Dans sa « limite interne » de sa
« fin de cycle » il note à la fois la dégénérescence financière du
capitalisme et le « déclin caractérisé de la classe ouvrière dans la
population active ». Cette vision de la classe ouvrière à partir de sa
partie dite productive il aurait fallu pourtant la laisser aux staliniens
ouvriéristes, car, outre qu’on se fout des catégories productives ou dites
improductives qui constituent l’ensemble du prolétariat, celui-ci n’a jamais
été délimité dans les usines ni par la place d’une partie au cœur de la
production[4].
Avec ce type de raisonnement qui se prétend orthodoxe d’un marxisme professoral
et élitaire, Bitot embouche la trompette de la bourgeoisie contre les
superflus : les éjectés du salariat, RMI, RSA, et toutes les variétés de
chômeurs médiocres
« assistés » ; ce « précariat » les excluant de
la dignité de prolétariat !
Pour la « limite externe », vague
plagiaire de Rosa Luxemburg, notre inventeur de la non-classe tombe dans
l’anti-marxisme primaire de ses amis rigolos de L’Encyclopédie des Nuisance, en
inventant la limite des « nouveaux marchés externes » :
« la limite de la croissance du capitalisme en raison du fait que les
ressources naturelles de la planète s’épuisent ».
LA BOURGEOISIE A DECOMPOSE LA CLASSE
OUVRIERE
Les pages 68 et suivantes comportent nombre
de réflexions judicieuses sur l’émiettement de la classe ouvrière par
l’idéologie bourgeoise totalitariste. Il a repris un certain nombre de mes
constats dans mon livre « Immigration et religion », notamment le
remplacement officiel de la classe ouvrière par « les immigrés en
général ». Mais il en reste au constat de l’utilisation des « idiots
utiles du capital », alors que j’insiste sur la stratégie moraliste et
« humanitaire » de division du prolétariat et une problématique de
« l’invasion » qui rend opaque l’incapacité du capitalisme et à
réguler le flux des populations et surtout à endiguer la misère. Il voit une
décomposition factuelle du prolétariat où je vois une division réversible
seulement par l’affirmation de la lutte de classe généralisée.
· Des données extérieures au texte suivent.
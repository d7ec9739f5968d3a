// Group field value object

use std::str::FromStr;

use chrono::Datelike;
use serde::{Deserialize, Serialize};

use crate::entities::Incident;
use crate::errors::RektError;

/// Bucket used when a record has no value for the grouped field.
pub const UNKNOWN_GROUP: &str = "unknown";

/// Categorical record fields the aggregator can group by.
#[derive(Debug, Clone, Copy, PartialEq, Eq, Hash, Serialize, Deserialize)]
#[serde(rename_all = "snake_case")]
pub enum GroupField {
    IssueType,
    Category,
    UpperCategory,
    Token,
    Year,
}

impl GroupField {
    pub fn as_str(&self) -> &'static str {
        match self {
            GroupField::IssueType => "issue_type",
            GroupField::Category => "category",
            GroupField::UpperCategory => "upper_category",
            GroupField::Token => "token",
            GroupField::Year => "year",
        }
    }

    pub fn key(&self, incident: &Incident) -> String {
        let value = match self {
            GroupField::IssueType => incident.issue_type.as_deref(),
            GroupField::Category => incident.category.as_deref(),
            GroupField::UpperCategory => incident.upper_category.as_deref(),
            GroupField::Token => incident.token_name.as_deref(),
            GroupField::Year => return incident.date.year().to_string(),
        };
        value.unwrap_or(UNKNOWN_GROUP).to_string()
    }
}

impl FromStr for GroupField {
    type Err = RektError;

    fn from_str(s: &str) -> Result<Self, Self::Err> {
        match s.trim().to_lowercase().replace('-', "_").as_str() {
            "issue_type" | "issuetype" | "issue" => Ok(GroupField::IssueType),
            "category" => Ok(GroupField::Category),
            "upper_category" | "uppercategory" => Ok(GroupField::UpperCategory),
            "token" | "token_name" | "tokenname" => Ok(GroupField::Token),
            "year" => Ok(GroupField::Year),
            _ => Err(RektError::UnsupportedGroupField(s.to_string())),
        }
    }
}

#[cfg(test)]
mod tests {
    use super::*;

    #[test]
    fn accepts_snake_and_camel_names() {
        assert_eq!("issue_type".parse::<GroupField>(), Ok(GroupField::IssueType));
        assert_eq!("issueType".parse::<GroupField>(), Ok(GroupField::IssueType));
        assert_eq!("upperCategory".parse::<GroupField>(), Ok(GroupField::UpperCategory));
        assert_eq!(" Year ".parse::<GroupField>(), Ok(GroupField::Year));
    }

    #[test]
    fn rejects_aggregate_column_names() {
        for name in ["count", "mean", "fundsLost", ""] {
            let err = name.parse::<GroupField>().expect_err("reject");
            assert_eq!(err, RektError::UnsupportedGroupField(name.to_string()));
        }
    }
}
use std::sync::{Arc, Mutex};

use async_trait::async_trait;
use rekt_domain::ports::{HealthCheckService, IncidentSource};
use rekt_domain::{Chain, RawIncident, RektError, RektResult, RuntimeConfig, Taxonomy};
use serde_json::json;

use crate::{AppState, Metrics};

pub struct FakeSource {
    pub records: Vec<RawIncident>,
    pub failure: Option<RektError>,
    pub calls: Mutex<Vec<(usize, usize)>>,
    pub search_calls: Mutex<Vec<(usize, usize)>>,
}

impl FakeSource {
    pub fn new(records: Vec<RawIncident>) -> Self {
        Self {
            records,
            failure: None,
            calls: Mutex::new(Vec::new()),
            search_calls: Mutex::new(Vec::new()),
        }
    }

    pub fn failing(err: RektError) -> Self {
        Self {
            records: Vec::new(),
            failure: Some(err),
            calls: Mutex::new(Vec::new()),
            search_calls: Mutex::new(Vec::new()),
        }
    }
}

#[async_trait]
impl IncidentSource for FakeSource {
    async fn fetch_page(&self, page_number: usize, page_size: usize) -> RektResult<Vec<RawIncident>> {
        self.calls.lock().unwrap().push((page_number, page_size));
        if let Some(err) = &self.failure {
            return Err(err.clone());
        }
        Ok(self
            .records
            .iter()
            .skip((page_number - 1) * page_size)
            .take(page_size)
            .cloned()
            .collect())
    }

    async fn search(&self, text: &str, page_number: usize, page_size: usize) -> RektResult<Vec<RawIncident>> {
        self.search_calls.lock().unwrap().push((page_number, page_size));
        let needle = text.to_lowercase();
        Ok(self
            .records
            .iter()
            .filter(|raw| {
                raw.project_name
                    .as_deref()
                    .map(|name| name.to_lowercase().contains(&needle))
                    .unwrap_or(false)
            })
            .skip((page_number - 1) * page_size)
            .take(page_size)
            .cloned()
            .collect())
    }

    async fn list_chains(&self) -> RektResult<Vec<Chain>> {
        Ok(vec![serde_json::from_value(json!({
            "id": 1,
            "absoluteChainId": "1",
            "abbr": "ETH",
            "name": "Ethereum",
            "type": "evm"
        }))
        .unwrap()])
    }

    async fn ping(&self) -> RektResult<()> {
        match &self.failure {
            Some(err) => Err(err.clone()),
            None => Ok(()),
        }
    }
}

struct AlwaysHealthy;

#[async_trait]
impl HealthCheckService for AlwaysHealthy {
    async fn check_source(&self) -> anyhow::Result<bool> {
        Ok(true)
    }
}

pub fn raw(id: u32, project: &str, date: &str, issue: &str, category: Option<&str>, lost: &str, returned: &str) -> RawIncident {
    serde_json::from_value(json!({
        "id": id,
        "projectName": project,
        "description": format!("<p>{project} was exploited</p>"),
        "date": date,
        "fundsLost": lost,
        "fundsReturned": returned,
        "category": category,
        "issueType": issue,
        "chainIds": [1],
        "token": { "name": "ETH" }
    }))
    .unwrap()
}

/// Four records: 2021, 2021, 2022, 2023 with issue types A, A, B, A.
pub fn scenario() -> Vec<RawIncident> {
    vec![
        raw(4, "Delta", "2023-04-01T00:00:00.000Z", "A", Some("Lending"), "200", "20"),
        raw(2, "Beta", "2021-09-01T00:00:00.000Z", "A", Some("Dexs"), "300", "0"),
        raw(3, "Gamma", "2022-02-01T00:00:00.000Z", "B", Some("lending"), "50", "50"),
        raw(1, "Alpha", "2021-03-01T00:00:00.000Z", "A", Some("Dexs"), "100", "10"),
    ]
}

pub fn config() -> RuntimeConfig {
    RuntimeConfig {
        bind_addr: "127.0.0.1:0".to_string(),
        api_token: None,
        page_size: 2,
        default_limit: 100,
        max_limit: 1000,
        max_body_bytes: 1024,
        request_timeout_seconds: 5,
        taxonomy: Taxonomy::default(),
    }
}

pub fn state_with(source: FakeSource) -> (AppState, Arc<FakeSource>) {
    let source = Arc::new(source);
    let state = AppState {
        config: config(),
        source: source.clone(),
        health: Arc::new(AlwaysHealthy),
        metrics: Arc::new(Metrics::default()),
    };
    (state, source)
}
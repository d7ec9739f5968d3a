use tracing::error;

use crate::queries::incident_queries::resolve_limit;
use crate::AppError;
use crate::AppState;
use rekt_domain::{collect_search, Incident, SearchQuery};

/// Walks the `searchText` listing with the configured page size.
pub async fn search_incidents(state: &AppState, query: SearchQuery) -> Result<Vec<Incident>, AppError> {
    let text = query.text.trim();
    if text.is_empty() {
        return Err(AppError::BadRequest("text is empty".to_string()));
    }
    let limit = resolve_limit(&state.config, query.limit)?;
    match collect_search(state.source.as_ref(), text, state.config.page_size, limit).await {
        Ok(incidents) => {
            state.metrics.record_fetch(incidents.len());
            Ok(incidents)
        }
        Err(err) => {
            state.metrics.record_fetch_error();
            error!("failed to search rekts: {}", err);
            Err(err.into())
        }
    }
}

#[cfg(test)]
mod tests {
    use super::*;
    use crate::testing::{raw, scenario, state_with, FakeSource};

    #[tokio::test]
    async fn finds_matching_projects() {
        let (state, _) = state_with(FakeSource::new(scenario()));
        let found = search_incidents(
            &state,
            SearchQuery {
                text: " gamma ".to_string(),
                limit: None,
            },
        )
        .await
        .expect("search");
        assert_eq!(found.len(), 1);
        assert_eq!(found[0].project_name, "Gamma");
    }

    #[tokio::test]
    async fn pages_with_configured_size_and_drops_repeated_ids() {
        let records = vec![
            raw(1, "Terra", "2022-05-09", "Depeg", Some("Stablecoin"), "100", "0"),
            raw(1, "Terra", "2022-05-09", "Depeg", Some("Stablecoin"), "100", "0"),
            raw(2, "Terra Classic", "2022-05-12", "Depeg", Some("Stablecoin"), "50", "0"),
        ];
        let (state, source) = state_with(FakeSource::new(records));
        let found = search_incidents(
            &state,
            SearchQuery {
                text: "terra".to_string(),
                limit: Some(1000),
            },
        )
        .await
        .expect("search");

        let ids: Vec<&str> = found.iter().map(|incident| incident.id.as_str()).collect();
        assert_eq!(ids, vec!["1", "2"]);
        // Page size comes from config (2), never from the limit.
        assert_eq!(*source.search_calls.lock().unwrap(), vec![(1, 2), (2, 2)]);
    }

    #[tokio::test]
    async fn blank_text_is_rejected() {
        let (state, source) = state_with(FakeSource::new(scenario()));
        let err = search_incidents(&state, SearchQuery::default()).await.expect_err("blank");
        assert!(matches!(err, AppError::BadRequest(_)));
        assert!(source.search_calls.lock().unwrap().is_empty());
    }
}
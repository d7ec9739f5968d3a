// Identifier value objects

use serde::{Deserialize, Serialize};

#[derive(Debug, Clone, PartialEq, Eq, Hash, PartialOrd, Ord, Serialize, Deserialize)]
#[serde(transparent)]
pub struct IncidentId(pub String);

impl IncidentId {
    pub fn as_str(&self) -> &str {
        &self.0
    }
}

impl std::fmt::Display for IncidentId {
    fn fmt(&self, f: &mut std::fmt::Formatter<'_>) -> std::fmt::Result {
        f.write_str(&self.0)
    }
}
Son aveuglement sur la pérennité de
l’existence du prolétariat comme antinomique à la continuité du capitalisme –
et qui cherche toujours de partout à allumer le brasier généralisé – est remarquable
de mépris contre ce même prolétariat :
-
« le
capitalisme a fini de se faire aimer des masses »
-
« il
a opéré un renversement des valeurs, celles de sobriété, de simplicité des
besoins confondues avec la misère et l’indigence »[5].
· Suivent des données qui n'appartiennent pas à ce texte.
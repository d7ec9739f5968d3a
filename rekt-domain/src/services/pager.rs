use std::collections::HashSet;

use futures_util::stream::{self, Stream, TryStreamExt};
use tracing::{debug, info, warn};

use crate::entities::{Incident, RawIncident};
use crate::errors::{RektError, RektResult};
use crate::ports::IncidentSource;
use crate::value_objects::IncidentId;

/// Which upstream listing a `Pager` walks.
#[derive(Debug, Clone, Copy)]
enum Listing<'a> {
    All,
    Search(&'a str),
}

/// Lazily walks the source page by page.
///
/// Pages are requested strictly one after another. Ids already handed out are
/// dropped before a page is trimmed, so repeats never use up the limit. The
/// walk ends on the first short or empty page, on a full page with nothing
/// new in it, or once `limit` records have been handed out. The last page is
/// truncated so callers never receive more than `limit` records.
pub struct Pager<'a> {
    source: &'a dyn IncidentSource,
    listing: Listing<'a>,
    page_size: usize,
    limit: usize,
    next_page: usize,
    held: usize,
    seen: HashSet<IncidentId>,
    exhausted: bool,
}

impl<'a> Pager<'a> {
    pub fn new(source: &'a dyn IncidentSource, page_size: usize, limit: usize) -> Self {
        Self::with_listing(source, Listing::All, page_size, limit)
    }

    /// Walks the `searchText` listing instead of the full one.
    pub fn search(source: &'a dyn IncidentSource, text: &'a str, page_size: usize, limit: usize) -> Self {
        Self::with_listing(source, Listing::Search(text), page_size, limit)
    }

    fn with_listing(source: &'a dyn IncidentSource, listing: Listing<'a>, page_size: usize, limit: usize) -> Self {
        Self {
            source,
            listing,
            page_size: page_size.max(1),
            limit,
            next_page: 1,
            held: 0,
            seen: HashSet::new(),
            exhausted: false,
        }
    }

    pub fn pages_requested(&self) -> usize {
        self.next_page - 1
    }

    async fn request(&self, page_number: usize) -> RektResult<Vec<RawIncident>> {
        match self.listing {
            Listing::All => self.source.fetch_page(page_number, self.page_size).await,
            Listing::Search(text) => self.source.search(text, page_number, self.page_size).await,
        }
    }

    pub async fn next_page(&mut self) -> RektResult<Option<Vec<Incident>>> {
        if self.exhausted || self.held >= self.limit {
            return Ok(None);
        }
        let page_number = self.next_page;
        let raw = self.request(page_number).await?;
        self.next_page += 1;
        debug!(page = page_number, records = raw.len(), "fetched rekt page");

        if raw.len() < self.page_size {
            self.exhausted = true;
        }
        if raw.is_empty() {
            return Ok(None);
        }

        let mut page = Vec::with_capacity(raw.len());
        for incident in raw.into_iter().map(Incident::try_from_raw) {
            let incident = incident?;
            if !self.seen.insert(incident.id.clone()) {
                warn!(id = %incident.id, page = page_number, "dropping repeated rekt id");
                continue;
            }
            page.push(incident);
        }
        if page.is_empty() {
            warn!(page = page_number, "page carried no new rekt ids, stopping");
            self.exhausted = true;
            return Ok(None);
        }

        page.truncate(self.limit - self.held);
        self.held += page.len();
        Ok(Some(page))
    }

    pub fn into_stream(self) -> impl Stream<Item = RektResult<Vec<Incident>>> + 'a {
        stream::try_unfold(self, |mut pager| async move {
            Ok::<_, RektError>(pager.next_page().await?.map(|page| (page, pager)))
        })
    }

    /// Drains the walk into one collection sorted ascending by date.
    pub async fn collect_sorted(self) -> RektResult<Vec<Incident>> {
        let pages: Vec<Vec<Incident>> = self.into_stream().try_collect().await?;
        let page_count = pages.len();
        let mut incidents: Vec<Incident> = pages.into_iter().flatten().collect();
        incidents.sort_by(|a, b| a.date.cmp(&b.date));

        info!(pages = page_count, records = incidents.len(), "rekt fetch complete");
        Ok(incidents)
    }
}

/// Fetches up to `limit` distinct records sorted by date.
pub async fn collect_all(
    source: &dyn IncidentSource,
    page_size: usize,
    limit: usize,
) -> RektResult<Vec<Incident>> {
    Pager::new(source, page_size, limit).collect_sorted().await
}

/// Same walk over the `searchText` listing.
pub async fn collect_search(
    source: &dyn IncidentSource,
    text: &str,
    page_size: usize,
    limit: usize,
) -> RektResult<Vec<Incident>> {
    Pager::search(source, text, page_size, limit).collect_sorted().await
}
La modification de l’univers urbain sur
lequel il est loquace ne signifie pas non plus la disparition du prolétariat
mais participe de sa division, de son contingentement, de sa ghettoïsation.
Bitot confond la cause et les conséquences ici. Le capitalisme génère un homme
« nouveau » très ancien – aliéné, individualiste possessif et
narcissique – certes, mais ce constat ne prend pas en compte le mouvement, la
révolte derrière lorsqu’elle prend un tour collectif, sans cesse contrarié par
le totalitarisme étatique. Pour appuyer son raisonnement à courte vue Bitôt ne
trouve pas mieux que de s’acoquiner avec les idéologues écolos Bergounioux et
Semprun, apôtres de cet olibrius le « citoyen-écologiste », nouveaux
maîtres de la planète bobo, ces couches moyennes sans rivage politique autre
que les cartels électoraux et le lobby écolo.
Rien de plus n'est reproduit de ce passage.